Tesla is expanding its layoffs to include more executives and whole teams, including the Supercharger division.
The Information has obtained email from Elon Musk to executives noting that EV charging Senior Director Rebecca Tinucci and virtually all of the 500-person Supercharger team has been cut. Tesla will keep building some new Superchargers, but it’s not clear if the company is altering its expansion rate as a result.
Other layoffs at Tesla include the public policy team under previously departed Rohan Patel. Daniel Ho, the Vehicle Programs Director who was a program manager for most of the company’s car lineup, has also left.
Tesla disbanded its communications team years ago and wasn’t available for comment.
Musk signaled in his email that he wanted Tesla to be “absolutely hard core” about layoffs. Leaders whose team members didn’t “obviously” pass muster would also be let go, he added.
The layoffs came just days after Tesla cut more than 10% of its workforce, or more than 14,000 people.

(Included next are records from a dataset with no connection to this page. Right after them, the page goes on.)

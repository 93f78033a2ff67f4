use alloc::sync::Arc;
use spin::Mutex;

use super::error::{FsError, FsResult};
use super::{Inode, OpenFlags};
use crate::config::FD_BUFFER_SIZE;
use crate::error::{SysError, SysResult};

pub enum FileKind {
    /// Console, for descriptors 0, 1 and 2.
    Stdio,
    Inode(Arc<dyn Inode>),
}

/// An open file. Descriptors sharing one `File` share its offset.
pub struct File {
    pub kind: FileKind,
    pub offset: usize,
    pub readable: bool,
    pub writable: bool,
}

pub type FileRef = Arc<Mutex<File>>;

impl File {
    pub fn new_stdio() -> FileRef {
        Arc::new(Mutex::new(File {
            kind: FileKind::Stdio,
            offset: 0,
            readable: true,
            writable: true,
        }))
    }

    pub fn new_inode(inode: Arc<dyn Inode>, flags: OpenFlags) -> FileRef {
        let (readable, writable) = flags.access();
        Arc::new(Mutex::new(File { kind: FileKind::Inode(inode), offset: 0, readable, writable }))
    }

    pub fn inode(&self) -> FsResult<&Arc<dyn Inode>> {
        match &self.kind {
            FileKind::Inode(inode) => Ok(inode),
            FileKind::Stdio => Err(FsError::NoInode),
        }
    }

    /// Reads at the current offset and advances it.
    pub fn read(&mut self, buf: &mut [u8]) -> FsResult<usize> {
        if !self.readable {
            return Err(FsError::AccessDenied);
        }
        let n = self.inode()?.read_at(self.offset, buf)?;
        self.offset += n;
        Ok(n)
    }

    /// Writes at the current offset and advances it.
    pub fn write(&mut self, data: &[u8]) -> FsResult<usize> {
        if !self.writable {
            return Err(FsError::AccessDenied);
        }
        let n = self.inode()?.write_at(self.offset, data)?;
        self.offset += n;
        Ok(n)
    }
}

/// Fixed-size descriptor table; the index is the descriptor number.
#[derive(Clone)]
pub struct FdTable {
    slots: [Option<FileRef>; FD_BUFFER_SIZE],
}

impl Default for FdTable {
    fn default() -> Self {
        Self::new()
    }
}

impl FdTable {
    pub fn new() -> Self {
        FdTable { slots: core::array::from_fn(|_| None) }
    }

    /// Table with the console on descriptors 0, 1 and 2.
    pub fn with_stdio() -> Self {
        let mut table = Self::new();
        for slot in table.slots.iter_mut().take(3) {
            *slot = Some(File::new_stdio());
        }
        table
    }

    fn index(fd: isize) -> SysResult<usize> {
        if fd < 0 || fd as usize >= FD_BUFFER_SIZE {
            return Err(SysError::BadFileDescriptor);
        }
        Ok(fd as usize)
    }

    pub fn get(&self, fd: isize) -> SysResult<FileRef> {
        let slot = &self.slots[Self::index(fd)?];
        slot.clone().ok_or(SysError::BadFileDescriptor)
    }

    /// Installs `file` in the lowest free slot.
    pub fn alloc(&mut self, file: FileRef) -> SysResult<usize> {
        let fd = self
            .slots
            .iter()
            .position(|slot| slot.is_none())
            .ok_or(SysError::TooManyOpenFiles)?;
        self.slots[fd] = Some(file);
        Ok(fd)
    }

    /// Empties the slot. The file itself lives on while other slots hold it.
    pub fn close(&mut self, fd: isize) -> SysResult<()> {
        let idx = Self::index(fd)?;
        self.slots[idx].take().map(|_| ()).ok_or(SysError::BadFileDescriptor)
    }

    pub fn clear(&mut self) {
        self.slots.iter_mut().for_each(|slot| *slot = None);
    }

    pub fn open_count(&self) -> usize {
        self.slots.iter().filter(|slot| slot.is_some()).count()
    }
}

Musk said at the time that there had been unnecessary duplication in roles, and that a reduction was necessary to help power the “next phase of growth.”

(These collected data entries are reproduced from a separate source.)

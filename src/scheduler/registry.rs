use alloc::boxed::Box;
use core::sync::atomic::{AtomicUsize, Ordering};
use spin::{Mutex, MutexGuard};

use super::context::Context;
use super::task::{KernelStack, ProcHandle, Process, ProcessState, ThreadState};
use super::thread_entry;
use super::trapframe::{read_trapframe, trapframe_va, write_trapframe, TrapFrame};
use crate::config::{NTHREAD, PAGE_SIZE, USER_STACK_SIZE};
use crate::error::{SysError, SysResult};
use crate::fs::fd::FdTable;
use crate::hal::Machine;
use crate::memory::address_space::AddressSpace;
use crate::memory::paging::MapPermission;
use crate::memory::{PhysAddr, PhysMemory};

/// Full scans `allocate_process` makes while other cores hold slot locks.
const ALLOC_SCAN_PASSES: usize = 4;

/// Fixed arena of process slots.
pub struct ProcessTable {
    slots: Box<[Mutex<Process>]>,
    next_pid: AtomicUsize,
}

impl ProcessTable {
    pub fn new(capacity: usize) -> Self {
        ProcessTable {
            slots: (0..capacity).map(|i| Mutex::new(Process::new(i))).collect(),
            next_pid: AtomicUsize::new(1),
        }
    }

    pub fn capacity(&self) -> usize {
        self.slots.len()
    }

    /// Raw slot access for table scans. Callers check the state themselves.
    pub fn slot(&self, index: usize) -> &Mutex<Process> {
        &self.slots[index]
    }

    /// Locks the process behind `h`, failing if the slot was freed or reused.
    pub fn lock(&self, h: ProcHandle) -> SysResult<MutexGuard<'_, Process>> {
        let p = self.slots.get(h.slot).ok_or(SysError::StaleHandle)?.lock();
        if p.generation != h.generation || p.state == ProcessState::Unused {
            return Err(SysError::StaleHandle);
        }
        Ok(p)
    }

    /// Handle of the live process with this pid.
    pub fn find(&self, pid: usize) -> Option<ProcHandle> {
        self.slots.iter().find_map(|slot| {
            let p = slot.lock();
            (p.state != ProcessState::Unused && p.pid == pid).then(|| p.handle())
        })
    }

    /// Claims an unused slot, gives it a fresh page table and pid, and
    /// returns it still locked so the caller can finish setting it up.
    ///
    /// Slots locked by someone else are skipped, so this may be called while
    /// holding another process's lock. A scan that skipped a slot is repeated
    /// a few times before the table is reported full.
    pub fn allocate_process(
        &self,
        machine: &dyn Machine,
        mem: &dyn PhysMemory,
    ) -> SysResult<(ProcHandle, MutexGuard<'_, Process>)> {
        for _ in 0..ALLOC_SCAN_PASSES {
            let mut skipped = false;
            for slot in self.slots.iter() {
                let Some(p) = slot.try_lock() else {
                    skipped = true;
                    continue;
                };
                if p.state == ProcessState::Unused {
                    return self.claim(p, machine, mem);
                }
            }
            if !skipped {
                break;
            }
            machine.park();
        }
        log::warn!("allocate_process: process table full");
        Err(SysError::NoProcessSlot)
    }

    fn claim<'a>(
        &self,
        mut p: MutexGuard<'a, Process>,
        machine: &dyn Machine,
        mem: &dyn PhysMemory,
    ) -> SysResult<(ProcHandle, MutexGuard<'a, Process>)> {
        let table = machine.new_page_table(mem).ok_or_else(|| {
            log::warn!("allocate_process: no memory for a page table");
            SysError::NoMemory
        })?;
        p.space = Some(AddressSpace::new(table));
        p.files = FdTable::new();
        p.generation = p.generation.wrapping_add(1);
        p.pid = self.next_pid.fetch_add(1, Ordering::Relaxed);
        p.state = ProcessState::Used;
        p.parent = None;
        p.exit_code = 0;
        p.ustack_base = 0;
        p.priority = crate::config::DEFAULT_PRIORITY;
        p.stats = Default::default();
        p.stats.start_ms = machine.uptime_us() / 1000;
        Ok((p.handle(), p))
    }
}

/// Lowest address of thread `tid`'s user stack, above its guard page.
pub fn ustack_bottom(ustack_base: u64, tid: usize) -> u64 {
    ustack_base + (tid * (USER_STACK_SIZE + PAGE_SIZE) + PAGE_SIZE) as u64
}

/// Maps the user stack and trapframe page of thread `tid`, returning the
/// stack top and the trapframe frame. Nothing stays mapped on failure.
pub fn map_thread_pages(
    space: &mut AddressSpace,
    ustack_base: u64,
    tid: usize,
    mem: &dyn PhysMemory,
) -> SysResult<(u64, PhysAddr)> {
    let bottom = ustack_bottom(ustack_base, tid);
    let npages = USER_STACK_SIZE / PAGE_SIZE;
    space.map_region(bottom, npages, MapPermission::R | MapPermission::W | MapPermission::U, mem)?;
    match space.map_page(trapframe_va(tid), MapPermission::R | MapPermission::W, mem) {
        Ok(tf) => Ok((bottom + USER_STACK_SIZE as u64, tf)),
        Err(e) => {
            space.unmap_region(bottom, npages, mem)?;
            Err(e)
        }
    }
}

/// Drops whatever a previous occupant of slot `tid` left mapped.
fn unmap_thread_pages(space: &mut AddressSpace, ustack_base: u64, tid: usize, mem: &dyn PhysMemory) {
    let bottom = ustack_bottom(ustack_base, tid);
    for i in 0..USER_STACK_SIZE / PAGE_SIZE {
        let va = bottom + (i * PAGE_SIZE) as u64;
        if space.is_mapped(va) {
            if let Err(e) = space.unmap_region(va, 1, mem) {
                log::warn!("stale user stack page {:#x} of thread {}: {}", va, tid, e);
            }
        }
    }
    if space.is_mapped(trapframe_va(tid)) {
        if let Err(e) = space.unmap_region(trapframe_va(tid), 1, mem) {
            log::warn!("stale trapframe of thread {}: {}", tid, e);
        }
    }
}

impl Process {
    /// Finds a free thread slot and prepares a thread in it that enters user
    /// mode at `entry`. Returns the thread id.
    pub fn allocate_thread(&mut self, entry: u64, mem: &dyn PhysMemory) -> SysResult<usize> {
        let tid = self
            .threads
            .iter()
            .position(|t| matches!(t.state, ThreadState::Unused | ThreadState::Exited) && !t.on_cpu)
            .ok_or(SysError::NoThreadSlot)?;
        let base = self.ustack_base;
        let space = self.space.as_mut().ok_or(SysError::StaleHandle)?;
        unmap_thread_pages(space, base, tid, mem);
        self.install_thread(tid, entry, true, mem)?;
        Ok(tid)
    }

    /// Makes slot `tid` runnable.
    ///
    /// With `alloc_user_res` the user stack and trapframe page are mapped and
    /// a fresh trapframe starting at `entry` is written. Without it they must
    /// already exist (copied by fork) and only the kernel fields are updated.
    pub fn install_thread(
        &mut self,
        tid: usize,
        entry: u64,
        alloc_user_res: bool,
        mem: &dyn PhysMemory,
    ) -> SysResult<()> {
        if tid >= NTHREAD {
            return Err(SysError::NoThreadSlot);
        }
        let base = self.ustack_base;
        let space = self.space.as_mut().ok_or(SysError::StaleHandle)?;
        let thread = &mut self.threads[tid];
        let kstack_top = thread.kstack.get_or_insert_with(KernelStack::new).top();

        if alloc_user_res {
            let (ustack_top, tf_pa) = map_thread_pages(space, base, tid, mem)?;
            write_trapframe(mem, tf_pa, &TrapFrame::init_user(entry, ustack_top, kstack_top));
            thread.ustack = ustack_top;
            thread.trapframe = tf_pa;
        } else {
            let (tf_pa, _) = space.translate(trapframe_va(tid)).ok_or(SysError::NotMapped)?;
            let mut tf = read_trapframe(mem, tf_pa);
            tf.kernel_rsp = kstack_top;
            write_trapframe(mem, tf_pa, &tf);
            thread.trapframe = tf_pa;
        }

        thread.tid = tid;
        thread.context = Context::new(thread_entry as usize as u64, kstack_top);
        thread.exit_code = 0;
        thread.waiting = None;
        thread.state = ThreadState::Runnable;
        Ok(())
    }
}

Tesla faced a rare sales miss in the first quarter of the year, with deliveries and revenue dropping between a rough EV market and factors like the ramp-up of U.S. production for the revamped Model 3. The automaker said at the time that it was still “investing” in growth areas that included its Supercharger network.
The layoffs might help Tesla protect profits and refocus. However, there are concerns the company is scaling back right when it might need to expand. Supercharger stations already tend to be busy, and that issue might only worsen now that many other brands (such as Ford, Honda, and Rivian) are adding support for Tesla’s NACS charging standard.